Encaje urbanístico. Miguel Pontijas, jefe del departamento de Arquitectura de la empresa de ingeniería Ayesa, defendió que el rascacielos viene a dar respuesta a lo planteado en el Plan General de Ordenación Urbana (PGOU), no al contrario.

Dicho de otra manera, la solución en altura estaba prevista en el Plan, la introducción de usos terciarios en Puerta Triana (oficinas y comercios) era otra exigencia de la Oficina de Manuel González Fustegueras para conseguir conectar la isla con el casco urbano y la densidad edificatoria (metros cuadrados construidos) es "una de las más bajas" de las planteadas en el Plan General.

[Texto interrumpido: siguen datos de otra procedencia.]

//! Active-scope stack and restore guard
//!
//! A `ScopeStack` tracks the currently active scope. Entering a child scope
//! returns a [`ScopeGuard`]; dropping the guard reinstates whatever was
//! active before, whether the region ended normally, through `?`, or by
//! unwinding. Entries therefore nest strictly LIFO.
//!
//! Every thread owns one stack, reachable through [`ScopeStack::thread_local`]
//! and the free functions of [`crate::scope`]. Independent stacks can be
//! created with [`ScopeStack::new`] and passed around explicitly.

use super::graph::{Scope, ScopeKind};
use crate::variable::VarHandle;
use crate::{Error, Result};
use std::cell::RefCell;
use std::rc::Rc;

thread_local! {
    static THREAD_STACK: ScopeStack = ScopeStack::new();
}

/// Holder of the active scope for one flow of control
#[derive(Clone, Default)]
pub struct ScopeStack {
    active: Rc<RefCell<Option<Scope>>>,
}

impl ScopeStack {
    /// Create an empty stack with no active scope
    pub fn new() -> Self {
        Self::default()
    }

    /// The calling thread's stack
    pub fn thread_local() -> Self {
        THREAD_STACK.with(Clone::clone)
    }

    /// The active scope, if any has been entered
    pub fn current(&self) -> Option<Scope> {
        self.active.borrow().clone()
    }

    /// Number of scopes on the active chain (0 when nothing is active)
    pub fn depth(&self) -> usize {
        self.active
            .borrow()
            .as_ref()
            .map(|scope| scope.depth() + 1)
            .unwrap_or(0)
    }

    /// Enter a new child of the active scope.
    ///
    /// With nothing active the new scope is a root of kind `Module`,
    /// otherwise it is a `Block`.
    pub fn enter_new_child(&self) -> ScopeGuard {
        let kind = if self.active.borrow().is_some() {
            ScopeKind::Block
        } else {
            ScopeKind::Module
        };
        self.enter_new_child_with_kind(kind)
    }

    /// Enter a new child of the active scope with an explicit kind
    pub fn enter_new_child_with_kind(&self, kind: ScopeKind) -> ScopeGuard {
        let previous = self.current();
        let scope = match &previous {
            Some(parent) => Scope::child(parent, kind),
            None => Scope::root(kind),
        };

        tracing::debug!(
            "Entering {} ({}) under {}",
            scope.id(),
            kind,
            previous
                .as_ref()
                .map(|p| p.id().to_string())
                .unwrap_or_else(|| "<none>".to_string())
        );

        *self.active.borrow_mut() = Some(scope.clone());
        ScopeGuard {
            stack: self.clone(),
            scope,
            previous,
        }
    }

    /// Run `f` inside a new child scope.
    ///
    /// The previous scope is active again by the time `f`'s result, or its
    /// panic, reaches the caller.
    pub fn scoped<R>(&self, f: impl FnOnce(&Scope) -> R) -> R {
        let guard = self.enter_new_child();
        f(guard.scope())
    }

    /// Like [`ScopeStack::scoped`] with an explicit kind
    pub fn scoped_with_kind<R>(&self, kind: ScopeKind, f: impl FnOnce(&Scope) -> R) -> R {
        let guard = self.enter_new_child_with_kind(kind);
        f(guard.scope())
    }

    /// Create-or-get `name` in the active scope
    pub fn create_or_get_variable(&self, name: &str) -> Result<VarHandle> {
        self.active
            .borrow()
            .as_ref()
            .map(|scope| scope.create_or_get(name))
            .ok_or(Error::NoActiveScope)
    }

    /// Look up `name` starting at the active scope
    pub fn lookup(&self, name: &str) -> Option<VarHandle> {
        self.active
            .borrow()
            .as_ref()
            .and_then(|scope| scope.lookup(name))
    }
}

impl std::fmt::Debug for ScopeStack {
    fn fmt(&self, f: &mut std::fmt::Formatter<'_>) -> std::fmt::Result {
        f.debug_struct("ScopeStack")
            .field("active", &self.current().map(|s| s.id()))
            .field("depth", &self.depth())
            .finish()
    }
}

/// Restores the previously active scope when dropped
#[must_use = "the scope is exited as soon as the guard is dropped"]
pub struct ScopeGuard {
    stack: ScopeStack,
    scope: Scope,
    previous: Option<Scope>,
}

impl ScopeGuard {
    /// The scope this guard entered
    pub fn scope(&self) -> &Scope {
        &self.scope
    }

    /// The scope that becomes active again on drop
    pub fn previous(&self) -> Option<&Scope> {
        self.previous.as_ref()
    }
}

impl Drop for ScopeGuard {
    fn drop(&mut self) {
        let mut active = self.stack.active.borrow_mut();
        let in_order = active
            .as_ref()
            .is_some_and(|current| Scope::ptr_eq(current, &self.scope));
        if !in_order {
            tracing::warn!(
                "{} released out of order; restoring its saved scope anyway",
                self.scope.id()
            );
        }

        tracing::debug!("Leaving {}", self.scope.id());
        *active = self.previous.take();
    }
}

impl std::fmt::Debug for ScopeGuard {
    fn fmt(&self, f: &mut std::fmt::Formatter<'_>) -> std::fmt::Result {
        f.debug_struct("ScopeGuard")
            .field("scope", &self.scope.id())
            .field("previous", &self.previous.as_ref().map(|s| s.id()))
            .finish()
    }
}

/// The calling thread's active scope
pub fn current() -> Option<Scope> {
    ScopeStack::thread_local().current()
}

/// Enter a new child scope on the calling thread's stack
pub fn enter_new_child() -> ScopeGuard {
    ScopeStack::thread_local().enter_new_child()
}

/// Enter a new child scope of `kind` on the calling thread's stack
pub fn enter_new_child_with_kind(kind: ScopeKind) -> ScopeGuard {
    ScopeStack::thread_local().enter_new_child_with_kind(kind)
}

/// Create-or-get `name` in the calling thread's active scope
pub fn create_or_get_variable(name: &str) -> Result<VarHandle> {
    ScopeStack::thread_local().create_or_get_variable(name)
}

/// Look up `name` from the calling thread's active scope
pub fn lookup(name: &str) -> Option<VarHandle> {
    ScopeStack::thread_local().lookup(name)
}

#[cfg(test)]
mod tests {
    use super::*;
    use std::panic::{catch_unwind, AssertUnwindSafe};

    fn active_id(stack: &ScopeStack) -> Option<crate::scope::ScopeId> {
        stack.current().map(|s| s.id())
    }

    #[test]
    fn test_starts_empty() {
        let stack = ScopeStack::new();
        assert!(stack.current().is_none());
        assert_eq!(stack.depth(), 0);
        assert!(stack.lookup("x").is_none());
        assert!(matches!(
            stack.create_or_get_variable("x"),
            Err(Error::NoActiveScope)
        ));
    }

    #[test]
    fn test_first_enter_creates_root() {
        let stack = ScopeStack::new();
        let root = stack.enter_new_child();
        assert!(root.scope().is_root());
        assert_eq!(root.scope().kind(), ScopeKind::Module);
        assert!(root.previous().is_none());

        let child = stack.enter_new_child();
        assert_eq!(child.scope().kind(), ScopeKind::Block);
        assert!(Scope::ptr_eq(child.previous().unwrap(), root.scope()));
        assert_eq!(stack.depth(), 2);
    }

    #[test]
    fn test_scenario_a_isolation() {
        let stack = ScopeStack::new();
        let root = stack.enter_new_child();
        let x = stack.create_or_get_variable("X").unwrap();
        stack.create_or_get_variable("Y").unwrap();

        let tmp = {
            let _child = stack.enter_new_child();
            stack.create_or_get_variable("TMP").unwrap()
        };

        assert!(Scope::ptr_eq(&stack.current().unwrap(), root.scope()));
        assert!(root.scope().lookup("TMP").is_none());
        assert!(!tmp.is_alive());
        assert_eq!(root.scope().lookup("X"), Some(x.clone()));

        // A sibling entered afterwards does not see the old child's names
        let sibling = stack.enter_new_child();
        assert!(stack.lookup("TMP").is_none());
        assert!(sibling.scope().lookup("TMP").is_none());
        assert_eq!(stack.lookup("X"), Some(x));
    }

    #[test]
    fn test_scenario_b_ancestor_reuse() {
        let stack = ScopeStack::new();
        let _root = stack.enter_new_child();
        let a = stack.create_or_get_variable("A").unwrap();

        let _child = stack.enter_new_child();
        assert_eq!(stack.lookup("A"), Some(a.clone()));
        assert_eq!(stack.create_or_get_variable("A").unwrap(), a);
        assert!(stack.current().unwrap().is_empty());
    }

    #[test]
    fn test_scenario_c_restore_on_error() {
        fn fails_inside(stack: &ScopeStack) -> Result<()> {
            let _child = stack.enter_new_child();
            stack.create_or_get_variable("inner")?;
            Err(Error::Script("raised inside child".to_string()))
        }

        let stack = ScopeStack::new();
        let root = stack.enter_new_child();
        let result = fails_inside(&stack);

        assert!(result.is_err());
        assert_eq!(active_id(&stack), Some(root.scope().id()));
        assert!(stack.lookup("inner").is_none());
    }

    #[test]
    fn test_restore_on_panic() {
        let stack = ScopeStack::new();
        let root = stack.enter_new_child();

        let outcome = catch_unwind(AssertUnwindSafe(|| {
            stack.scoped(|_| {
                stack.scoped(|inner| {
                    inner.create_or_get("doomed");
                    panic!("unwinding through two scopes");
                })
            })
        }));

        assert!(outcome.is_err());
        assert_eq!(active_id(&stack), Some(root.scope().id()));
        assert!(stack.lookup("doomed").is_none());
    }

    #[test]
    fn test_lifo_restoration() {
        let stack = ScopeStack::new();
        let mut seen = Vec::new();

        let g1 = stack.enter_new_child();
        seen.push(active_id(&stack));
        {
            let _g2 = stack.enter_new_child();
            {
                let before = active_id(&stack);
                let _g3 = stack.enter_new_child();
                drop(_g3);
                assert_eq!(active_id(&stack), before);
            }
            let before = active_id(&stack);
            stack.scoped(|_| ());
            assert_eq!(active_id(&stack), before);
        }
        assert_eq!(active_id(&stack), seen[0]);
        drop(g1);
        assert!(stack.current().is_none());
    }

    #[test]
    fn test_scoped_returns_value() {
        let stack = ScopeStack::new();
        let _root = stack.enter_new_child();

        let (depth, kind) = stack.scoped_with_kind(ScopeKind::Function, |scope| {
            (scope.depth(), scope.kind())
        });
        assert_eq!(depth, 1);
        assert_eq!(kind, ScopeKind::Function);
        assert_eq!(stack.depth(), 1);
    }

    #[test]
    fn test_retained_scope_outlives_exit() {
        let stack = ScopeStack::new();
        let _root = stack.enter_new_child();

        let (kept, handle) = stack.scoped(|scope| (scope.clone(), scope.create_or_get("tmp")));

        // Still owned through `kept`, but no longer reachable from the stack
        assert!(handle.is_alive());
        assert!(stack.lookup("tmp").is_none());
        drop(kept);
        assert!(!handle.is_alive());
    }

    #[test]
    fn test_out_of_order_release_restores_saved_scope() {
        let stack = ScopeStack::new();
        let outer = stack.enter_new_child();
        let outer_id = outer.scope().id();
        let inner = stack.enter_new_child();

        drop(outer);
        assert!(stack.current().is_none());
        drop(inner);
        assert_eq!(active_id(&stack), Some(outer_id));
    }

    #[test]
    fn test_independent_stacks() {
        let a = ScopeStack::new();
        let b = ScopeStack::new();
        let _ga = a.enter_new_child();

        assert!(b.current().is_none());
        a.create_or_get_variable("only_a").unwrap();
        let _gb = b.enter_new_child();
        assert!(b.lookup("only_a").is_none());
    }

    #[test]
    fn test_thread_local_free_functions() {
        assert!(current().is_none());
        {
            let _root = enter_new_child();
            let v = create_or_get_variable("shared").unwrap();
            let _fn_scope = enter_new_child_with_kind(ScopeKind::Function);
            assert_eq!(lookup("shared"), Some(v));
            assert_eq!(current().unwrap().kind(), ScopeKind::Function);
        }
        assert!(current().is_none());
    }

    #[test]
    fn test_threads_are_independent() {
        let _root = enter_new_child();
        create_or_get_variable("main_only").unwrap();

        let seen_from_worker = std::thread::spawn(|| {
            let empty_at_start = current().is_none();
            let _worker_root = enter_new_child();
            create_or_get_variable("worker_only").unwrap();
            (empty_at_start, lookup("main_only").is_none())
        })
        .join()
        .unwrap();

        assert_eq!(seen_from_worker, (true, true));
        assert!(lookup("worker_only").is_none());
        assert!(lookup("main_only").is_some());
    }
}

Viabilidad económica.El gerente de Puerto Triana, promotora del rascacielos, Manuel Amador, presentó un sesudo informe de viabilidad económica con el que quiso demostrar que el proyecto tiene todos los parabienes desde el punto de vista financiero.

Fuentes conocedoras del proyecto precisaron más tarde algunos datos importantes, como es el caso del precio del alquiler. Pese a la crisis económica, las previsiones con las que Cajasol trabaja son las siguientes: el metro cuadrado de oficinas se alquilará a 18 euros, frente a los 24 euros que costará un metro cuadrado de espacio comercial.

La entidad financiera que preside Antonio Pulido afrontará sola, en principio, la inversión de 311 millones que costará el rascacielos (esperan recuperar la inversión, con una rentabilidad del 9%, en el plazo de 25 años). Pero se han decantado finalmente por un crédito sindicado que, grosso modo, supone dejar la puerta abierta a la entrada de otras entidades (bancos, no cajas), cuando la tormenta económica amaine.

Hasta el momento, un centenar de empresas se han interesado por las condiciones de alquiler en el rascacielos. La mayoría pide un espacio de entre 500 y 700 metros cuadrados, pero las hay que han llegado a solicitar hasta 3.000 (lo que equivale a dos plantas. El rascacielos tiene 36).

Patrimonio. Tras el demoledor informe remitido por Icomos, entidad asesora de la Unesco en temas de patrimonio, contra el proyecto de César Pelli, Cajasol se ha afanado en encontrar a expertos que desmonten la teoría de que la construcción de la torre amenaza a los bienes Patrimonio de la Humanidad (Giralda, Alcázar y Archivo de Indias).

El encargado de intentarlo fue el arquitecto y profesor de la Escuela Superior de Arquitectura de Sevilla Benito Sánchez Montañés. El también coordinador del grupo de investigación_Carma dejó claro al comienzo de su exposición que aún no tiene las conclusiones del estudio sobre las afecciones visuales de la torre, ya que, sobre este asunto, no hay ninguna metodología.

Sólo pudo afirmar con rotundidad algo obvio a priori: a pie de calle, en el corazón donde se ubican los monumentos protegidos, la torre no va a tener ningún tipo de afección visual. Otra cosa bien distinta será el impacto del rascacielos sobre el conjunto histórico desde las "atalayas" de dicho Casco Antiguo.